Но ладно, батюшка твой дружок мне был — умолчал… А тетка твоя все нет-нет да и вспомнит, потрясет уздечкой, хороша, говорит. А уздечка-то прогнила уж вся, и набор ржаветь начал, пропадет и он, я ей молвил об этом, а она свое: огород, говорит, ждет тебя, Логантий Перфильич. Натурная, то и жила все одна. По секрету тебе скажу: боятся ее в деревне мужики. Сгложет… А девку-то Ефросиньину она ведь заела. Молодица на выданье, а говорят, со здоровьем худо, и… — Лога запнулся, стал мять в руках свой шлем.
После этих слов Логи в груди Леонида заныло, загорело.

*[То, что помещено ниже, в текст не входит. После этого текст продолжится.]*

//! Accumulates orphaned media, orphaned metadata, and processing failures,
//! then emits a JSON report and organizes failed files for manual review.

use std::fs;
use std::path::{Path, PathBuf};
use std::sync::Mutex;

use chrono::Utc;
use log::{debug, error, info, warn};

use crate::models::{
    FailedMatching, FailureReport, FailureSummary, OrphanedMedia, OrphanedMetadata,
    ProcessingFailure,
};

/// Thread-safe accumulator for one preprocessor's run. Writes happen during
/// scan and match; `handle_failures` performs the single read at the end.
pub struct FailureTracker {
    processor_name: String,
    export_directory: String,
    timestamp: String,
    orphaned_media: Mutex<Vec<OrphanedMedia>>,
    orphaned_metadata: Mutex<Vec<OrphanedMetadata>>,
    processing_failures: Mutex<Vec<ProcessingFailure>>,
}

impl FailureTracker {
    pub fn new(processor_name: impl Into<String>, export_directory: impl Into<String>) -> Self {
        Self {
            processor_name: processor_name.into(),
            export_directory: export_directory.into(),
            timestamp: Utc::now().to_rfc3339(),
            orphaned_media: Mutex::new(Vec::new()),
            orphaned_metadata: Mutex::new(Vec::new()),
            processing_failures: Mutex::new(Vec::new()),
        }
    }

    pub fn add_orphaned_media(&self, media_path: PathBuf, reason: impl Into<String>, mut context: serde_json::Value) {
        if context.get("file_size").is_none() {
            if let Ok(meta) = fs::metadata(&media_path) {
                context["file_size"] = serde_json::json!(meta.len());
            }
        }
        debug!("tracked orphaned media: {}", media_path.display());
        self.orphaned_media.lock().expect("poisoned").push(OrphanedMedia {
            file_path: media_path,
            reason: reason.into(),
            context,
        });
    }

    pub fn add_orphaned_metadata(&self, metadata_entry: serde_json::Value, reason: impl Into<String>, context: serde_json::Value) {
        debug!("tracked orphaned metadata");
        self.orphaned_metadata.lock().expect("poisoned").push(OrphanedMetadata {
            metadata_entry,
            reason: reason.into(),
            context,
        });
    }

    pub fn add_processing_failure(
        &self,
        file_path: PathBuf,
        metadata: serde_json::Value,
        reason: impl Into<String>,
        error_details: impl Into<String>,
        context: serde_json::Value,
    ) {
        debug!("tracked processing failure: {}", file_path.display());
        self.processing_failures.lock().expect("poisoned").push(ProcessingFailure {
            file_path,
            metadata,
            reason: reason.into(),
            error_details: error_details.into(),
            context,
        });
    }

    pub fn has_failures(&self) -> bool {
        !self.orphaned_media.lock().expect("poisoned").is_empty()
            || !self.orphaned_metadata.lock().expect("poisoned").is_empty()
            || !self.processing_failures.lock().expect("poisoned").is_empty()
    }

    pub fn summary(&self) -> FailureSummary {
        let om = self.orphaned_media.lock().expect("poisoned").len();
        let omd = self.orphaned_metadata.lock().expect("poisoned").len();
        let pf = self.processing_failures.lock().expect("poisoned").len();
        let failed_matching = om + omd;
        FailureSummary {
            total_failures: failed_matching + pf,
            failed_matching,
            failed_processing: pf,
        }
    }

    pub fn generate_report(&self) -> FailureReport {
        FailureReport {
            processor_name: self.processor_name.clone(),
            export_directory: self.export_directory.clone(),
            timestamp: self.timestamp.clone(),
            summary: self.summary(),
            failed_matching: FailedMatching {
                orphaned_media: self.orphaned_media.lock().expect("poisoned").clone(),
                orphaned_metadata: self.orphaned_metadata.lock().expect("poisoned").clone(),
            },
            failed_processing: self.processing_failures.lock().expect("poisoned").clone(),
        }
    }

    /// Copies each orphaned media file into `{output_dir}/issues/failed-matching/media/`,
    /// preserving basenames and resolving collisions with a numeric suffix.
    fn copy_orphaned_media(&self, output_dir: &Path) {
        let mut entries = self.orphaned_media.lock().expect("poisoned");
        if entries.is_empty() {
            return;
        }
        let dest_dir = output_dir.join("issues").join("failed-matching").join("media");
        if let Err(e) = fs::create_dir_all(&dest_dir) {
            error!("failed to create failed-matching media dir: {e}");
            return;
        }
        info!("copying {} orphaned media files...", entries.len());
        let mut copied = 0usize;
        for entry in entries.iter_mut() {
            if !entry.file_path.exists() {
                warn!("orphaned media file no longer exists: {}", entry.file_path.display());
                entry.context["copy_error"] = serde_json::json!("Source file not found");
                continue;
            }
            let dest_path = unique_destination(&dest_dir, &entry.file_path);
            match fs::copy(&entry.file_path, &dest_path) {
                Ok(_) => {
                    if let Ok(rel) = dest_path.strip_prefix(output_dir) {
                        entry.context["copied_to"] = serde_json::json!(rel.to_string_lossy());
                    }
                    copied += 1;
                }
                Err(e) => {
                    error!("failed to copy orphaned media {}: {e}", entry.file_path.display());
                    entry.context["copy_error"] = serde_json::json!(e.to_string());
                }
            }
        }
        info!("copied {copied}/{} orphaned media files", entries.len());
    }

    /// Writes each orphaned metadata entry as a pretty-printed JSON file
    /// under `{output_dir}/issues/failed-matching/metadata/`.
    fn save_orphaned_metadata(&self, output_dir: &Path) {
        let mut entries = self.orphaned_metadata.lock().expect("poisoned");
        if entries.is_empty() {
            return;
        }
        let dest_dir = output_dir.join("issues").join("failed-matching").join("metadata");
        if let Err(e) = fs::create_dir_all(&dest_dir) {
            error!("failed to create failed-matching metadata dir: {e}");
            return;
        }
        info!("saving {} orphaned metadata entries...", entries.len());
        let mut saved = 0usize;
        for (idx, entry) in entries.iter_mut().enumerate() {
            let filename = derive_metadata_filename(&entry.metadata_entry, idx);
            let mut dest_path = dest_dir.join(format!("{filename}.json"));
            let mut counter = 1;
            while dest_path.exists() {
                dest_path = dest_dir.join(format!("{filename}_{counter}.json"));
                counter += 1;
            }
            match serde_json::to_string_pretty(&entry.metadata_entry) {
                Ok(json) => match fs::write(&dest_path, json) {
                    Ok(()) => {
                        if let Ok(rel) = dest_path.strip_prefix(output_dir) {
                            entry.context["metadata_saved_to"] = serde_json::json!(rel.to_string_lossy());
                        }
                        saved += 1;
                    }
                    Err(e) => {
                        error!("failed to save orphaned metadata to {}: {e}", dest_path.display());
                        entry.context["save_error"] = serde_json::json!(e.to_string());
                    }
                },
                Err(e) => {
                    error!("failed to serialize orphaned metadata: {e}");
                    entry.context["save_error"] = serde_json::json!(e.to_string());
                }
            }
        }
        info!("saved {saved}/{} orphaned metadata entries", entries.len());
    }

    fn save_report(&self, output_dir: &Path) {
        if !self.has_failures() {
            info!("no failures to report");
            return;
        }
        let issues_dir = output_dir.join("issues");
        if let Err(e) = fs::create_dir_all(&issues_dir) {
            error!("failed to create issues dir: {e}");
            return;
        }
        let report_path = issues_dir.join("failure-report.json");
        let report = self.generate_report();
        match serde_json::to_string_pretty(&report) {
            Ok(json) => {
                if let Err(e) = fs::write(&report_path, json) {
                    error!("failed to save failure report to {}: {e}", report_path.display());
                } else {
                    info!("failure report saved to: {}", report_path.display());
                }
            }
            Err(e) => error!("failed to serialize failure report: {e}"),
        }
    }

    /// Copies orphans, saves orphaned metadata, and writes `failure-report.json`,
    /// in that order. Called once per preprocessor at the end of its run.
    pub fn handle_failures(&self, output_dir: &Path) {
        if !self.has_failures() {
            return;
        }
        info!("handling failures for {}...", self.processor_name);
        self.copy_orphaned_media(output_dir);
        self.save_orphaned_metadata(output_dir);
        self.save_report(output_dir);
        let summary = self.summary();
        info!(
            "failure handling complete: {} matching failures, {} processing failures",
            summary.failed_matching, summary.failed_processing
        );
    }
}

fn unique_destination(dest_dir: &Path, source_path: &Path) -> PathBuf {
    let mut dest_path = dest_dir.join(source_path.file_name().unwrap_or_default());
    if !dest_path.exists() {
        return dest_path;
    }
    let stem = source_path.file_stem().and_then(|s| s.to_str()).unwrap_or("file").to_string();
    let suffix = source_path.extension().and_then(|s| s.to_str()).map(|s| format!(".{s}")).unwrap_or_default();
    let mut counter = 1;
    while dest_path.exists() {
        dest_path = dest_dir.join(format!("{stem}_{counter}{suffix}"));
        counter += 1;
    }
    dest_path
}

/// Derives a sanitized filename from a title-like field in `metadata`, or
/// falls back to a zero-padded index.
fn derive_metadata_filename(metadata: &serde_json::Value, idx: usize) -> String {
    let candidate = ["title", "name", "filename", "media_filename", "file_name"]
        .iter()
        .find_map(|field| metadata.get(field).and_then(|v| v.as_str()))
        .map(|s| Path::new(s).file_stem().and_then(|s| s.to_str()).unwrap_or(s).to_string());

    let raw = candidate.unwrap_or_else(|| format!("orphaned_metadata_{idx:04}"));
    sanitize(&raw)
}

fn sanitize(raw: &str) -> String {
    raw.chars()
        .map(|c| if c.is_ascii_alphanumeric() || c == '-' || c == '_' { c } else { '_' })
        .collect()
}

#[cfg(test)]
mod tests {
    use super::*;
    use tempfile::tempdir;

    #[test]
    fn summary_counts_across_three_lists() {
        let tracker = FailureTracker::new("Test", "/tmp/export");
        tracker.add_orphaned_media(PathBuf::from("/a"), "no metadata", serde_json::json!({}));
        tracker.add_orphaned_media(PathBuf::from("/b"), "no metadata", serde_json::json!({}));
        tracker.add_orphaned_metadata(serde_json::json!({"title": "x"}), "no media", serde_json::json!({}));
        tracker.add_processing_failure(PathBuf::from("/c"), serde_json::json!({}), "encode failed", "stderr", serde_json::json!({}));
        let summary = tracker.summary();
        assert_eq!(summary.total_failures, 4);
        assert_eq!(summary.failed_matching, 3);
        assert_eq!(summary.failed_processing, 1);
    }

    #[test]
    fn handle_failures_emits_report_and_copies() {
        let dir = tempdir().unwrap();
        let media_file = dir.path().join("orphan.jpg");
        fs::write(&media_file, b"fake jpeg bytes").unwrap();

        let output_dir = dir.path().join("out");
        fs::create_dir_all(&output_dir).unwrap();

        let tracker = FailureTracker::new("Test", dir.path().to_string_lossy());
        tracker.add_orphaned_media(media_file.clone(), "no metadata", serde_json::json!({}));
        tracker.add_orphaned_metadata(serde_json::json!({"title": "lonely"}), "no media", serde_json::json!({}));
        tracker.add_processing_failure(PathBuf::from("/c"), serde_json::json!({}), "boom", "stderr", serde_json::json!({}));

        tracker.handle_failures(&output_dir);

        assert!(output_dir.join("issues/failed-matching/media/orphan.jpg").exists());
        assert!(output_dir.join("issues/failed-matching/metadata/lonely.json").exists());
        let report: serde_json::Value =
            serde_json::from_str(&fs::read_to_string(output_dir.join("issues/failure-report.json")).unwrap()).unwrap();
        assert_eq!(report["summary"]["total_failures"], 3);
    }

    #[test]
    fn filename_collisions_get_numeric_suffix() {
        let dir = tempdir().unwrap();
        let dest_dir = dir.path().join("dest");
        fs::create_dir_all(&dest_dir).unwrap();
        fs::write(dest_dir.join("photo.jpg"), b"existing").unwrap();

        let source = dir.path().join("photo.jpg");
        fs::write(&source, b"new").unwrap();

        let unique = unique_destination(&dest_dir, &source);
        assert_eq!(unique.file_name().unwrap().to_str().unwrap(), "photo_1.jpg");
    }

    #[test]
    fn metadata_filename_sanitized() {
        let name = sanitize("weird/name:with*chars");
        assert_eq!(name, "weird_name_with_chars");
    }

    #[test]
    fn no_failures_skips_report() {
        let dir = tempdir().unwrap();
        let tracker = FailureTracker::new("Test", "/tmp/export");
        tracker.handle_failures(dir.path());
        assert!(!dir.path().join("issues").exists());
    }
}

— Пойдем, Логантий Перфильич, — Леонид кивнул на двери чайной. — Я вас, как друга моего отца, угощу, — нашел заделье Леонид. Они зашли, подошли к буфету, он заказал два стакана вина, один подал Логе, второй выпил сам залпом. Полегче вроде стало. Больше не стал говорить с Логой, попрощался и ушел. А Лога долго потом хвалился по деревне, что Леонид к нему, как к родному, приходил и хорошим вином угощал. Не забывает, дескать, лучшего дружка отца своего.
IV
Последнее время Федора «дохожий промысел», как выражалась, себе сыскала. Увидела она в городе, у церкви, венки продают — и сами венки понравились, красивые, как живые цветы, и денежки те, кто делает их, зашибают.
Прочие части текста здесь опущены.